3 min read

TC-16/51: Adding Bottom Up Interference Analysis for MCPs

Picture of Mark Brown | Systems Architect Mark Brown | Systems Architect : Jan 28, 2020 2:20:00 PM

Multi-core Avionics FAA Safety TC-16/51 CAST-32A Certification MCP Systems Architecture rtos embedded systems partitioning hardware development real-time Technical Blog

_______________

I hadn't heard of "bottom up" avionics certification before I read FAA's TC-16/51. But now, looking back at it, I think the authors from Thales Avionics, including Xavier Jean, PhD, proposed a big change in perspective. In their own words, here's their proposal to add "bottom up" analysis to aircraft safety certifications on Multi-Core Processors (MCP):

The proposed approach to interference analysis in the context of safety processes is close to partitioning analyses. It is composed of two complementary analyses: a top-down analysis followed by a bottom-up analysis. ... The key point is that the complexity of MCPs no longer allows for claims of exhaustiveness unless the top-down analysis is performed beforehand to bind its (the bottom-up analysis) scope. (Abstract)

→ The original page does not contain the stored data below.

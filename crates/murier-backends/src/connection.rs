//! The connection facade owned by a unit of work or migration engine.
//!
//! One `Connection` wraps one MySQL pool. Transactions coalesce: `begin`
//! nests by counting depth, only the outermost `commit` commits, and
//! `rollback` unwinds everything opened since the outermost `begin`.
//! While a transaction is open every statement routes through it.

use crate::error::BackendError;
use crate::options::ConnectionOptions;
use murier_metadata::value::ColumnValue;
use sqlx::mysql::{MySqlArguments, MySqlConnectOptions, MySqlPool, MySqlPoolOptions, MySqlRow};
use sqlx::query::Query;
use sqlx::{MySql, Transaction};
use tokio::sync::Mutex;
use tracing::debug;

/// Outcome of a write statement.
#[derive(Debug, Clone, Copy, PartialEq, Eq)]
pub struct ExecResult {
	pub rows_affected: u64,
	pub last_insert_id: u64,
}

#[derive(Default)]
struct TxState {
	tx: Option<Transaction<'static, MySql>>,
	depth: u32,
}

/// Facade over one MySQL pool with coalesced transaction handling.
pub struct Connection {
	pool: MySqlPool,
	state: Mutex<TxState>,
}

impl std::fmt::Debug for Connection {
	fn fmt(&self, f: &mut std::fmt::Formatter<'_>) -> std::fmt::Result {
		f.debug_struct("Connection").finish_non_exhaustive()
	}
}

impl Connection {
	/// Open a pool from explicit options.
	pub async fn connect(options: &ConnectionOptions) -> Result<Self, BackendError> {
		let mut connect = MySqlConnectOptions::new();
		if let Some(socket) = &options.unix_socket {
			connect = connect.socket(socket);
		} else {
			if let Some(host) = &options.host {
				connect = connect.host(host);
			}
			if let Some(port) = options.port {
				connect = connect.port(port);
			}
		}
		if let Some(user) = &options.user {
			connect = connect.username(user);
		}
		if let Some(pass) = &options.pass {
			connect = connect.password(pass);
		}
		if let Some(dbname) = &options.dbname {
			connect = connect.database(dbname);
		}
		if let Some(charset) = &options.charset {
			connect = connect.charset(charset);
		}

		let pool = MySqlPoolOptions::new()
			.max_connections(5)
			.connect_with(connect)
			.await?;
		Ok(Self::from_pool(pool))
	}

	/// Wrap an existing pool.
	pub fn from_pool(pool: MySqlPool) -> Self {
		Self {
			pool,
			state: Mutex::new(TxState::default()),
		}
	}

	pub fn pool(&self) -> &MySqlPool {
		&self.pool
	}

	/// Start (or join) a transaction.
	pub async fn begin(&self) -> Result<(), BackendError> {
		let mut state = self.state.lock().await;
		if state.depth == 0 {
			state.tx = Some(self.pool.begin().await?);
		}
		state.depth += 1;
		Ok(())
	}

	/// Commit the current nesting level; only the outermost level commits
	/// to the database.
	pub async fn commit(&self) -> Result<(), BackendError> {
		let mut state = self.state.lock().await;
		if state.depth == 0 {
			return Err(BackendError::TransactionState {
				message: "commit without begin".to_string(),
			});
		}
		state.depth -= 1;
		if state.depth == 0 {
			if let Some(tx) = state.tx.take() {
				tx.commit().await?;
			}
		}
		Ok(())
	}

	/// Roll back everything since the outermost `begin`.
	pub async fn rollback(&self) -> Result<(), BackendError> {
		let mut state = self.state.lock().await;
		if state.depth == 0 {
			return Err(BackendError::TransactionState {
				message: "rollback without begin".to_string(),
			});
		}
		state.depth = 0;
		if let Some(tx) = state.tx.take() {
			tx.rollback().await?;
		}
		Ok(())
	}

	pub async fn in_transaction(&self) -> bool {
		self.state.lock().await.depth > 0
	}

	/// Execute a write statement with bound parameters.
	pub async fn execute(
		&self,
		sql: &str,
		params: &[ColumnValue],
	) -> Result<ExecResult, BackendError> {
		debug!(sql, params = params.len(), "execute");
		let mut query = sqlx::query(sql);
		for value in params {
			query = bind_value(query, value);
		}
		let mut state = self.state.lock().await;
		let result = match state.tx.as_mut() {
			Some(tx) => query.execute(&mut **tx).await?,
			None => query.execute(&self.pool).await?,
		};
		Ok(ExecResult {
			rows_affected: result.rows_affected(),
			last_insert_id: result.last_insert_id(),
		})
	}

	/// Fetch all rows of a query with bound parameters.
	pub async fn fetch_all(
		&self,
		sql: &str,
		params: &[ColumnValue],
	) -> Result<Vec<MySqlRow>, BackendError> {
		debug!(sql, params = params.len(), "fetch_all");
		let mut query = sqlx::query(sql);
		for value in params {
			query = bind_value(query, value);
		}
		let mut state = self.state.lock().await;
		let rows = match state.tx.as_mut() {
			Some(tx) => query.fetch_all(&mut **tx).await?,
			None => query.fetch_all(&self.pool).await?,
		};
		Ok(rows)
	}

	/// Fetch at most one row.
	pub async fn fetch_optional(
		&self,
		sql: &str,
		params: &[ColumnValue],
	) -> Result<Option<MySqlRow>, BackendError> {
		debug!(sql, params = params.len(), "fetch_optional");
		let mut query = sqlx::query(sql);
		for value in params {
			query = bind_value(query, value);
		}
		let mut state = self.state.lock().await;
		let row = match state.tx.as_mut() {
			Some(tx) => query.fetch_optional(&mut **tx).await?,
			None => query.fetch_optional(&self.pool).await?,
		};
		Ok(row)
	}
}

/// Bind one column-native value to the next statement parameter.
fn bind_value<'q>(
	query: Query<'q, MySql, MySqlArguments>,
	value: &ColumnValue,
) -> Query<'q, MySql, MySqlArguments> {
	match value {
		ColumnValue::Null => query.bind(Option::<String>::None),
		ColumnValue::Int(v) => query.bind(*v),
		ColumnValue::UInt(v) => query.bind(*v),
		ColumnValue::Float(v) => query.bind(*v),
		ColumnValue::Decimal(d) => query.bind(*d),
		ColumnValue::Text(s) => query.bind(s.clone()),
		ColumnValue::Bytes(b) => query.bind(b.clone()),
		ColumnValue::Date(d) => query.bind(*d),
		ColumnValue::DateTime(dt) => query.bind(*dt),
		ColumnValue::Time(t) => query.bind(*t),
		ColumnValue::Json(v) => query.bind(v.clone()),
	}
}
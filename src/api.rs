// src/api.rs
//! HTTP surface: one-shot detection over posted signals, a collect-and-run
//! endpoint over the configured sources, and the recent run list.

use std::collections::HashMap;
use std::sync::Arc;

use axum::{
    extract::{Query, State},
    http::StatusCode,
    response::{IntoResponse, Response},
    routing::{get, post},
    Json, Router,
};
use serde::Deserialize;
use tower_http::cors::CorsLayer;

use crate::config::PipelineConfig;
use crate::error::{ConfigError, RunError};
use crate::explain::Enricher;
use crate::history::{RunHistory, RunSummary};
use crate::pipeline::{Pipeline, PipelineReport, RunContext};
use crate::signal::Signal;
use crate::sources::sources_from_config;

const HISTORY_CAP: usize = 500;
const DEFAULT_RUNS_LIMIT: usize = 20;

#[derive(Clone)]
pub struct AppState {
    pipeline: Arc<Pipeline>,
    enricher: Arc<Enricher>,
    history: Arc<RunHistory>,
}

impl AppState {
    /// Validates `config`; the service refuses to start on a bad one. The
    /// enricher follows the `[llm]` section.
    pub fn new(config: PipelineConfig) -> Result<Self, ConfigError> {
        let pipeline = Pipeline::new(config)?;
        let enricher = Enricher::from_config(&pipeline.config().llm);
        Ok(Self::with_enricher(pipeline, enricher))
    }

    pub fn with_enricher(pipeline: Pipeline, enricher: Enricher) -> Self {
        Self {
            pipeline: Arc::new(pipeline),
            enricher: Arc::new(enricher),
            history: Arc::new(RunHistory::with_capacity(HISTORY_CAP)),
        }
    }

    pub fn history(&self) -> &RunHistory {
        &self.history
    }
}

pub fn create_router(state: AppState) -> Router {
    Router::new()
        .route("/health", get(|| async { "ok" }))
        .route("/api/detect", post(detect))
        .route("/api/run", post(run))
        .route("/api/runs", get(runs))
        .layer(CorsLayer::very_permissive())
        .with_state(state)
}

/// 400 for a rejected configuration override, 502 when no source delivered.
pub enum ApiError {
    Config(ConfigError),
    Run(RunError),
}

impl From<ConfigError> for ApiError {
    fn from(e: ConfigError) -> Self {
        ApiError::Config(e)
    }
}

impl From<RunError> for ApiError {
    fn from(e: RunError) -> Self {
        ApiError::Run(e)
    }
}

impl IntoResponse for ApiError {
    fn into_response(self) -> Response {
        let (status, msg) = match self {
            ApiError::Config(e) => (StatusCode::BAD_REQUEST, e.to_string()),
            ApiError::Run(e) => (StatusCode::BAD_GATEWAY, e.to_string()),
        };
        (status, Json(serde_json::json!({ "error": msg }))).into_response()
    }
}

#[derive(Deserialize)]
struct DetectReq {
    signals: Vec<Signal>,
    /// Replaces the service config for this request only.
    #[serde(default)]
    config: Option<PipelineConfig>,
    #[serde(default)]
    explain: bool,
}

async fn detect(
    State(state): State<AppState>,
    Json(body): Json<DetectReq>,
) -> Result<Json<PipelineReport>, ApiError> {
    let override_pipeline;
    let pipeline = match body.config {
        Some(cfg) => {
            override_pipeline = Pipeline::new(cfg)?;
            &override_pipeline
        }
        None => state.pipeline.as_ref(),
    };

    let mut ctx = RunContext::new();
    let mut report = pipeline.run(body.signals, &mut ctx);
    if body.explain {
        state.enricher.enrich(&mut report.narratives).await;
    }
    state.history.push(&report);
    Ok(Json(report))
}

async fn run(State(state): State<AppState>) -> Result<Json<PipelineReport>, ApiError> {
    let sources = sources_from_config(state.pipeline.config());
    let mut ctx = RunContext::new();
    let mut report = state.pipeline.collect_and_run(&sources, &mut ctx).await?;
    state.enricher.enrich(&mut report.narratives).await;
    state.history.push(&report);
    Ok(Json(report))
}

async fn runs(
    State(state): State<AppState>,
    Query(q): Query<HashMap<String, String>>,
) -> Json<Vec<RunSummary>> {
    let n = q
        .get("limit")
        .and_then(|v| v.parse::<usize>().ok())
        .unwrap_or(DEFAULT_RUNS_LIMIT);
    Json(state.history.snapshot_last_n(n))
}
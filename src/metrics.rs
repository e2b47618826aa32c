// src/metrics.rs
use anyhow::{anyhow, Result};
use axum::{routing::get, Router};
use metrics_exporter_prometheus::{PrometheusBuilder, PrometheusHandle};
use once_cell::sync::OnceCell;

#[derive(Clone)]
pub struct Metrics {
    pub handle: PrometheusHandle,
}

impl Metrics {
    /// Install the process-wide Prometheus recorder. Later calls return a
    /// handle to the same recorder.
    pub fn init() -> Result<Self> {
        static HANDLE: OnceCell<PrometheusHandle> = OnceCell::new();
        let handle = HANDLE.get_or_try_init(|| {
            PrometheusBuilder::new()
                .install_recorder()
                .map_err(|e| anyhow!("prometheus: install recorder: {e}"))
        })?;
        Ok(Self {
            handle: handle.clone(),
        })
    }

    /// Returns a router exposing `/metrics` with the Prometheus exposition format.
    pub fn router(&self) -> Router {
        let handle = self.handle.clone();
        Router::new().route(
            "/metrics",
            get(move || {
                let h = handle.clone();
                async move { h.render() }
            }),
        )
    }
}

Lynx Software Technologies has long been in the business of "partitioning analyses." Since the early 2000's Lynx began to build its commercial separation kernel (originally called the "Lynx Separation Kernel"). At that time, keen interest from the COMPUSEC community was stirring up opportunities under the Separation Kernel Protection Profile (SKPP). As required under SKPP, several kinds of partitioning analyses would be applied during SKPP certification. First, formal methods-based specification (ADV_FSP) and policy model (ADV_SPM) (etc.) would allow for a top-down analysis and proofs. Second, Advanced Vulnerability Analysis would be applied by each certifying nation's top red teams, in an attempt to break partitioning. Third, expert Covert Channel Analysis would search out more subtle or surprising kinds of interference that may be violate the strictest definition of partitioning, i.e., "noninterference". Still, before TC-16/51, I hadn't heard of bottom-up partitioning analyses being applied to the safety contexts regulated in the US by the FAA.

For Thales, and by extension the FAA, following safety processes that ranged from top-down to bottom-up and back, now in 2016, seems easy to conceptualize. Helpfully, TC-16/51 explains why it should have been easy for us too:

The top-down analysis allows for isolating high-level sources of non-determinism affected by the function/task allocation to cores, the software scheduling strategy, and the selection of MCPs based on usage domain (UD). This consideration of UD is used to orient and bound the complementary bottom-up analysis. Finally, the top-down analysis prepares for the determination of mitigation strategies for the sources of non-determinism that remain in the UD. The bottom-up analysis is conventional from a safety standpoint. (Abstract)

The missing link for me had to do with taking a system/safety standpoint. Is it true that "The bottom-up analysis is conventional from a safety standpoint"? Yes, but this standpoint is better available from the perspective of ARP4751 and ARP4754A than from the perspective of items such as DO-178C Software Items. In other words, to see "bottom-up analysis (as) conventional," I needed to take a different standpoint or perspective.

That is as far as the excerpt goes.